[Centres] Fwd: Board Decisions and related matters

Greg Urand greg.urand at rdansw.org.au
Tue Sep 17 18:24:24 AEST 2024


Dear Centre Members

 

The interpretation by our Company Secretary of the validity of the message sent out by 5 of the 6 Directors misses an important point.

 

Clause 33.4 assumes that a decision made by a majority of Board Directors was made at a Board meeting that was properly called.

 

If the meeting was not called properly, then it was not a Board meeting, and any decisions made at an informal gathering of Directors are not formal decisions of the Board.

 

Clause 33.2 of the RDA NSW Constitution describes how a Board meeting must be convened. It states:

 

33.2.   Notice of Board of Directors meetings

(a) Unless all Directors agree to hold a meeting at shorter notice (which agreement shall be evidenced by their presence or by written agreement for such shorter notice) notice of each meeting of the Directors must be given to each Director in writing by the Company Secretary at least seven (7) business days before the meeting.
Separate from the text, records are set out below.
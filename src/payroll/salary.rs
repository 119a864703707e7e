//! Salary calculation for one employee over a period.

use rust_decimal::Decimal;
use rust_decimal::prelude::FromPrimitive;

use crate::error::{EngineError, EngineResult};
use crate::models::{CompensationMode, Employee, Period, SalarySummary};

/// Folds an employee's marks over a period into a salary summary.
///
/// Every mark in the period contributes its extra amount, worked or not.
/// Worked marks additionally count a shift and base pay: in hourly mode the
/// mark's own hour count (or `default_hours` when it carries none) times the
/// hourly rate, in daily mode the daily rate with any hour values ignored.
/// The grand total is base plus extras.
///
/// Monetary accumulation is exact fixed-point arithmetic; the hour total is
/// advisory floating point, converted to fixed point only at the multiply.
///
/// # Errors
///
/// Returns [`EngineError::Calculation`] if an hour value cannot be
/// represented as a fixed-point number. No partial summary is produced.
///
/// # Example
///
/// ```
/// use rust_decimal::Decimal;
/// use timesheet_engine::models::{
///     CompensationMode, DayMark, Employee, MarkState, Period,
/// };
/// use timesheet_engine::payroll::calculate_salary;
/// use chrono::NaiveDate;
///
/// let mut employee = Employee::new(
///     "Ivanov",
///     "Main warehouse",
///     "Day",
///     Decimal::new(2000, 0),
///     Decimal::ZERO,
///     CompensationMode::Daily,
/// )
/// .unwrap();
/// employee.set_mark(DayMark::new(
///     NaiveDate::from_ymd_opt(2026, 8, 3).unwrap(),
///     MarkState::Worked,
/// ));
///
/// let period = Period::month(2026, 8).unwrap();
/// let summary = calculate_salary(&employee, &period, 8.0).unwrap();
/// assert_eq!(summary.shifts_worked, 1);
/// assert_eq!(summary.base_amount, Decimal::new(2000, 0));
/// ```
pub fn calculate_salary(
    employee: &Employee,
    period: &Period,
    default_hours: f64,
) -> EngineResult<SalarySummary> {
    let mut shifts_worked = 0u32;
    let mut total_hours = 0.0f64;
    let mut base_amount = Decimal::ZERO;
    let mut extras_amount = Decimal::ZERO;

    for mark in employee.marks_in(period) {
        // Extras apply to every mark, including non-worked days.
        extras_amount += mark.extra();

        if !mark.is_worked() {
            continue;
        }

        shifts_worked += 1;
        match employee.mode {
            CompensationMode::Hourly => {
                let hours = mark.hours().unwrap_or(default_hours);
                total_hours += hours;
                base_amount += employee.hourly_rate * decimal_hours(hours)?;
            }
            CompensationMode::Daily => {
                base_amount += employee.daily_rate;
            }
        }
    }

    let grand_total = base_amount + extras_amount;
    Ok(SalarySummary {
        shifts_worked,
        total_hours,
        base_amount,
        extras_amount,
        grand_total,
    })
}

/// Converts an hour value to fixed point for the rate multiply.
fn decimal_hours(hours: f64) -> EngineResult<Decimal> {
    Decimal::from_f64(hours).ok_or_else(|| EngineError::Calculation {
        message: format!("hour value {hours} is not representable as a decimal"),
    })
}
//! Grouped plain-text payroll report.

use std::collections::BTreeMap;
use std::fmt::Write;

use rust_decimal::Decimal;

use crate::error::EngineResult;
use crate::models::{Employee, Period};

use super::salary::calculate_salary;

/// Builds the payroll report for a period as a plain text block.
///
/// Employees are grouped by warehouse, then by shift label, both ascending;
/// within a group they are sorted by name. Each employee line shows the
/// name, the compensation-mode label (with the hour total in hourly mode),
/// the shift count, and the grand total, numbers formatted to at most two
/// decimal places. The header carries the period in day.month.year form.
///
/// # Errors
///
/// Propagates any per-employee calculation failure; no partial report text
/// is returned.
pub fn build_report(
    employees: &[Employee],
    period: &Period,
    default_hours: f64,
) -> EngineResult<String> {
    let mut grouped: BTreeMap<&str, BTreeMap<&str, Vec<&Employee>>> = BTreeMap::new();
    for employee in employees {
        grouped
            .entry(employee.warehouse.as_str())
            .or_default()
            .entry(employee.shift_name.as_str())
            .or_default()
            .push(employee);
    }

    let mut out = String::new();
    let _ = writeln!(out, "Report for period: {period}");
    let _ = writeln!(out, "{}", "=".repeat(60));

    for (warehouse, shifts) in grouped {
        let _ = writeln!(out, "\nWarehouse: {warehouse}");

        for (shift_name, mut members) in shifts {
            let _ = writeln!(out, "  Shift: {shift_name}");
            members.sort_by(|a, b| a.name.cmp(&b.name));

            for employee in members {
                let summary = calculate_salary(employee, period, default_hours)?;
                let mode = if employee.mode.is_hourly() {
                    format!("hourly, hrs: {}", format_hours(summary.total_hours))
                } else {
                    "daily".to_string()
                };
                let _ = writeln!(
                    out,
                    "    • {:<16} | {:<20} | shifts: {:>2} | total: {:>10}",
                    employee.name,
                    mode,
                    summary.shifts_worked,
                    format_amount(summary.grand_total),
                );
            }
        }
    }

    Ok(out)
}

/// Formats a monetary value with at most two decimal places.
fn format_amount(value: Decimal) -> String {
    value.round_dp(2).normalize().to_string()
}

/// Formats an hour total with at most two decimal places.
fn format_hours(hours: f64) -> String {
    let rounded = (hours * 100.0).round() / 100.0;
    format!("{rounded}")
}

#[cfg(test)]
mod tests {
    use super::*;
    use crate::models::{CompensationMode, DayMark, MarkState};
    use chrono::NaiveDate;
    use std::str::FromStr;

    fn dec(s: &str) -> Decimal {
        Decimal::from_str(s).unwrap()
    }

    fn date(s: &str) -> NaiveDate {
        NaiveDate::from_str(s).unwrap()
    }

    fn employee(
        name: &str,
        warehouse: &str,
        shift: &str,
        mode: CompensationMode,
    ) -> Employee {
        Employee::new(name, warehouse, shift, dec("2000"), dec("300"), mode).unwrap()
    }

    #[test]
    fn test_header_carries_period_in_day_month_year_form() {
        let period = Period::month(2026, 8).unwrap();
        let report = build_report(&[], &period, 8.0).unwrap();

        assert!(report.starts_with("Report for period: 01.08.2026 — 31.08.2026\n"));
        assert!(report.contains(&"=".repeat(60)));
    }

    #[test]
    fn test_groups_are_sorted_warehouse_then_shift_then_name() {
        let employees = vec![
            employee("Zaytsev", "North", "Night", CompensationMode::Daily),
            employee("Ivanov", "Central", "Night", CompensationMode::Daily),
            employee("Petrov", "Central", "Day", CompensationMode::Daily),
            employee("Antonov", "Central", "Night", CompensationMode::Daily),
        ];
        let period = Period::month(2026, 8).unwrap();
        let report = build_report(&employees, &period, 8.0).unwrap();

        let central = report.find("Warehouse: Central").unwrap();
        let north = report.find("Warehouse: North").unwrap();
        assert!(central < north);

        let day = report.find("Shift: Day").unwrap();
        let night = report.find("Shift: Night").unwrap();
        assert!(central < day && day < night && night < north);

        let antonov = report.find("Antonov").unwrap();
        let ivanov = report.find("Ivanov").unwrap();
        assert!(night < antonov && antonov < ivanov);
    }

    #[test]
    fn test_daily_employee_line_shows_shift_count_and_total() {
        let mut worker = employee("Ivanov", "Central", "Day", CompensationMode::Daily);
        worker.set_mark(DayMark::new(date("2026-08-03"), MarkState::Worked));
        worker.set_mark(DayMark::new(date("2026-08-04"), MarkState::Worked));
        worker.set_mark(DayMark::new(
            date("2026-08-05"),
            MarkState::CustomWorkedOrAbsent {
                worked: false,
                extra: dec("500"),
            },
        ));

        let period = Period::month(2026, 8).unwrap();
        let report = build_report(&[worker], &period, 8.0).unwrap();

        assert!(report.contains("Ivanov"));
        assert!(report.contains("daily"));
        assert!(report.contains("shifts:  2"));
        assert!(report.contains("4500"));
    }

    #[test]
    fn test_hourly_employee_line_shows_hour_total() {
        let mut worker = employee("Sidorov", "Central", "Day", CompensationMode::Hourly);
        worker.set_mark(DayMark::new(
            date("2026-08-03"),
            MarkState::CustomHours {
                worked: true,
                hours: 10.0,
                extra: dec("0"),
            },
        ));
        worker.set_mark(DayMark::new(date("2026-08-04"), MarkState::Worked));

        let period = Period::month(2026, 8).unwrap();
        let report = build_report(&[worker], &period, 8.0).unwrap();

        assert!(report.contains("hourly, hrs: 18"));
        assert!(report.contains("5400"));
    }

    #[test]
    fn test_amounts_are_limited_to_two_decimals() {
        assert_eq!(format_amount(dec("4500.006")), "4500.01");
        assert_eq!(format_amount(dec("4500.00")), "4500");
        assert_eq!(format_amount(dec("0.1")), "0.1");
        assert_eq!(format_hours(7.333333), "7.33");
        assert_eq!(format_hours(18.0), "18");
    }

    #[test]
    fn test_employee_with_no_marks_still_listed() {
        let worker = employee("Ivanov", "Central", "Day", CompensationMode::Daily);
        let period = Period::month(2026, 8).unwrap();
        let report = build_report(&[worker], &period, 8.0).unwrap();

        assert!(report.contains("Ivanov"));
        assert!(report.contains("shifts:  0"));
    }
}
The agenda and any supporting documentation shall be forwarded to each Director not less than five (5) Business Days prior to such meeting.

 

I did not receive any notice of the meeting at which the email was drafted, therefore that meeting was not an official meeting of the Board. 

 

That email sent by those 5 Directors was therefore the personal opinions of a group of people who just happen to be Directors.

 

As I said in my email earlier today, I am relieved that it was not an official email of the Board, given its content and potential for damage to the organisation if it was official! 

 

If Directors of the Board start holding meetings without inviting all Directors, then they would be acting outside the Constitution. 

 

If such a meeting of Directors was held without a notice being sent to all Directors, and if that meeting then made decisions and published those decisions as if those decisions were official actions of the RSA NSW Board, then that is unconstitutional activity.

 

Those Directors would be acting as if they had dismissed the Directors who they had excluded from that unconstitutional Board Meeting.

 

We know from the dismissal of Mr Orland at the last Special General Meeting, that the only people who have the power to dismiss Directors are the Centre Members via a Special General Meeting.

 

I share Mr Orland's disappointment that the discussions on this topic have temporarily taken our focus away from the Riders. 

 

I am encouraged by the fact that all interested parties have the opportunity to look at options for fixing the Constitution via the consultation meetings being held tonight and again in a few weeks.

 

Regards

 

Greg

 

Greg Urand

Hon Director, Chairperson

NSW Justice of the Peace

0400 858 190

 

 

 

From: Centres <centres-bounces at rdansw.org.au> On Behalf Of Tracy Lucas
Sent: Tuesday, 17 September 2024 5:54 PM
To: lifemember at rdansw.org.au
Cc: Centres at rdansw.org.au
Subject: [Centres] Fwd: Board Decisions and related matters

 

From: Joseph Orland <joseph.orland at telstra.com <mailto:joseph.orland at telstra.com> >
Date: 17 September 2024 at 4:56:01 PM AEST
To: "RDA (NSW) Centres" <Centres at rdansw.org.au <mailto:Centres at rdansw.org.au> >
Cc: Life Members <lifemember at rdansw.org.au <mailto:lifemember at rdansw.org.au> >, "RDA (NSW) Board" <board at rdansw.org.au <mailto:board at rdansw.org.au> >, "RDA (NSW) State Office" <stateoffice at rdansw.org.au <mailto:stateoffice at rdansw.org.au> >
Subject: Board Decisions and related matters



Hello everyone.

 

I am writing in my capacity as Company Secretary of RDA (NSW).

 

The Chairperson on the Board of RDA (NSW), Greg Urand, has responded, via an email to all Centres and other recipients, to an email from another Director, Tracy Lucas.  That response was in relation to what I understand was a decision made by five of the six Directors of RDA (NSW).

 

I have made some enquiries about the matters addressed by Greg.  Not having been a party to the matter in question, I can only rely on what I have read and been told. 

 

Based on what I have been advised, five out of the six directors voted to take a particular course of action on a matter.  Therefore, the statement that the decision in question was “not the position of the RDA NSW Board” appears, from the facts of which I was advised, to be incorrect as, under the RDA (NSW) Constitution, the following applies:

 


 

33.4. Decisions of the Board of Directors

(a)      A resolution of the Board must be passed by a majority of the votes cast by the Directors entitled to vote on the resolution.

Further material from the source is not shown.